2. Would there be anyway to field test this data just out of curiosity or does the computer programs algorythm somehow prove itself provided you have the correct inputs?
Thanks again, I will be looking at this more.
Glad you liked it.
Well, the sheet was based on the published sims in Schlesinger's BJAIII. Do u have that book to compare to by any chance?
They assumed, basically, I think, a guy using Hi-Lo with the I 18 indexes and truncating his TC's (I think lol). Maybe it assumes he was flooring his TC's - I'd have to look it up. Also assumed he was playing "all hands" "practically" as opposed to "optimally". The math is the same, more or less, for all that and whether he is "back-counting" "optimally" or "practically".
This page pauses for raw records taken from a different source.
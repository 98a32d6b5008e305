//! Learned dynamics models
//!
//! A model predicts the next plant state from the current state and action.
//! Training never mutates the model in place: it returns a fresh model, so a
//! task keeps its previous model until an optimization cycle fully succeeds.

use std::fmt::Debug;

use nalgebra::{DMatrix, DVector};

use crate::cost::wrap_angle;
use crate::error::{MbrlError, Result};
use crate::experience::ExperienceStore;
use crate::policy::{preprocess_angles, preprocessed_dim, Capabilities};

/// Model of the plant's transition function
pub trait DynamicsModel: Debug + Send + Sync {
    /// Fit a new model on the full experience history
    fn train(
        &self,
        experience: &ExperienceStore,
        angle_dims: &[usize],
        wrap_angles: bool,
    ) -> Result<Box<dyn DynamicsModel>>;

    /// Mean prediction of the next state
    fn predict(&self, state: &[f64], action: &[f64]) -> Result<Vec<f64>>;

    /// Per-dimension process noise standard deviation
    fn noise_std(&self) -> &[f64];

    /// Whether the model has been fitted at least once
    fn is_trained(&self) -> bool;

    /// Declared capabilities
    fn capabilities(&self) -> Capabilities;

    /// Redraw internal samples (models with incremental updates only)
    fn resample(&mut self, _n_samples: usize) {}
}

/// Ridge regression of state deltas on `[phi(x), u, 1]`
#[derive(Debug, Clone)]
pub struct LinearDynamics {
    ridge: f64,
    state_dim: usize,
    action_dim: usize,
    angle_dims: Vec<usize>,
    wrap_angles: bool,
    /// `n_features x state_dim`, `None` until trained
    coefficients: Option<DMatrix<f64>>,
    noise_std: Vec<f64>,
}

impl LinearDynamics {
    /// Untrained model with the given ridge penalty
    #[must_use]
    pub fn new(ridge: f64) -> Self {
        Self {
            ridge: ridge.max(0.0),
            state_dim: 0,
            action_dim: 0,
            angle_dims: Vec::new(),
            wrap_angles: false,
            coefficients: None,
            noise_std: Vec::new(),
        }
    }

    fn features(&self, state: &[f64], action: &[f64]) -> Vec<f64> {
        let mut phi = if self.wrap_angles {
            preprocess_angles(state, &self.angle_dims)
        } else {
            state.to_vec()
        };
        phi.extend_from_slice(action);
        phi.push(1.0);
        phi
    }

    fn delta(&self, state: &[f64], next: &[f64]) -> Vec<f64> {
        state
            .iter()
            .zip(next)
            .enumerate()
            .map(|(i, (x, y))| {
                let d = y - x;
                if self.wrap_angles && self.angle_dims.contains(&i) {
                    wrap_angle(d)
                } else {
                    d
                }
            })
            .collect()
    }
}

impl DynamicsModel for LinearDynamics {
    fn train(
        &self,
        experience: &ExperienceStore,
        angle_dims: &[usize],
        wrap_angles: bool,
    ) -> Result<Box<dyn DynamicsModel>> {
        let first = experience
            .episodes()
            .iter()
            .find_map(|ep| ep.transitions.first())
            .ok_or_else(|| MbrlError::Optimization("no transitions to train the dynamics model on".into()))?;

        let mut model = Self {
            ridge: self.ridge,
            state_dim: first.state.len(),
            action_dim: first.action.len(),
            angle_dims: angle_dims.to_vec(),
            wrap_angles,
            coefficients: None,
            noise_std: Vec::new(),
        };
        if let Some(&d) = angle_dims.iter().find(|&&d| d >= model.state_dim) {
            return Err(MbrlError::Optimization(format!(
                "angle dimension {d} out of range for state of size {}",
                model.state_dim
            )));
        }

        let state_features = if wrap_angles {
            preprocessed_dim(model.state_dim, angle_dims)
        } else {
            model.state_dim
        };
        let n_features = state_features + model.action_dim + 1;

        let mut rows_x: Vec<f64> = Vec::new();
        let mut rows_y: Vec<f64> = Vec::new();
        let mut n = 0;
        for episode in experience.episodes() {
            for (state, action, next) in episode.state_transitions() {
                if state.len() != model.state_dim || next.len() != model.state_dim {
                    return Err(MbrlError::DimensionMismatch {
                        expected: model.state_dim,
                        actual: state.len().max(next.len()),
                    });
                }
                if action.len() != model.action_dim {
                    return Err(MbrlError::DimensionMismatch {
                        expected: model.action_dim,
                        actual: action.len(),
                    });
                }
                rows_x.extend(model.features(state, action));
                rows_y.extend(model.delta(state, next));
                n += 1;
            }
        }

        let x = DMatrix::from_row_slice(n, n_features, &rows_x);
        let y = DMatrix::from_row_slice(n, model.state_dim, &rows_y);

        let mut gram = x.transpose() * &x;
        for i in 0..n_features {
            gram[(i, i)] += self.ridge.max(1e-12);
        }
        let rhs = x.transpose() * &y;
        let coefficients = gram
            .cholesky()
            .ok_or_else(|| MbrlError::Optimization("dynamics normal equations are not positive definite".into()))?
            .solve(&rhs);

        let residuals = &y - &x * &coefficients;
        model.noise_std = (0..model.state_dim)
            .map(|j| {
                let col = residuals.column(j);
                (col.dot(&col) / n.max(1) as f64).sqrt()
            })
            .collect();
        model.coefficients = Some(coefficients);

        tracing::debug!(samples = n, features = n_features, "dynamics model trained");
        Ok(Box::new(model))
    }

    fn predict(&self, state: &[f64], action: &[f64]) -> Result<Vec<f64>> {
        let coefficients = self
            .coefficients
            .as_ref()
            .ok_or_else(|| MbrlError::Optimization("dynamics model is not trained".into()))?;
        if state.len() != self.state_dim {
            return Err(MbrlError::DimensionMismatch {
                expected: self.state_dim,
                actual: state.len(),
            });
        }
        if action.len() != self.action_dim {
            return Err(MbrlError::DimensionMismatch {
                expected: self.action_dim,
                actual: action.len(),
            });
        }

        let phi = DVector::from_vec(self.features(state, action));
        let delta = coefficients.transpose() * phi;
        Ok(state.iter().zip(delta.iter()).map(|(x, d)| x + d).collect())
    }

    fn noise_std(&self) -> &[f64] {
        &self.noise_std
    }

    fn is_trained(&self) -> bool {
        self.coefficients.is_some()
    }

    fn capabilities(&self) -> Capabilities {
        Capabilities {
            learned_parameters: true,
            incremental_update: false,
            angle_preprocessing: self.wrap_angles && !self.angle_dims.is_empty(),
        }
    }
}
I have the same type sheet for every line in every table in his book becasue I got bored one day a while back.
Now, since you speak of RC 11 or RC 22, it sounds to me you may not even be using Hi-Lo as your counting sytem. Maybe you are using KO?
The very reason, in a nutshell, why one may choose to invest in a sim in the first place.
One tells the sim one's counting system, the rules of the game, the number of players, the extent to which one uses indexes, the pen level, whether one is playing all hands, or entering at a + count and at what count is leaving, or whether one starts every shoe but leaves at some count etc, whether one is spreading and, if so, how much and when, etc and then the sim spits out the frequencies of TC's (or I assume RC's) occuring, the advantyage associated with that count when it happens and the SD associated with that TC when it happens.
Then it produces the same crap my sheet does lol.
Make no mistake - the sheet is not creating anything and does absolutely nothing a sim wouldn't do in the first place. And probably not as well - it's just my own experiment of seeing how Freq, Adv and SD interact AFTER a sim provides them to me.
There's no way to "field test" the data I know of - the results of a sim ARE what to expect from any field test. That's why one uses the results of a sim to measure one's "field tests" results by. SIM=TRUTH. The ultimate act of faith in just accepting that is what will happen. One's actual result's=variance from SIM. One's field results vary by 10SD from SIM, no, don't blame the SIM. Look inward lol.
Oh yeah, the sim also figures out the best amount of units to bet at each count to maximize the avg ratio of EV to SD given the assumptions you tell it to begin with. Go ahead and change a few units spread a little - if N0 goes up, it's a worse, less efficient, way of betting.
Hope that helps a little in answering your questions. If not, keep asking and I'll do my best.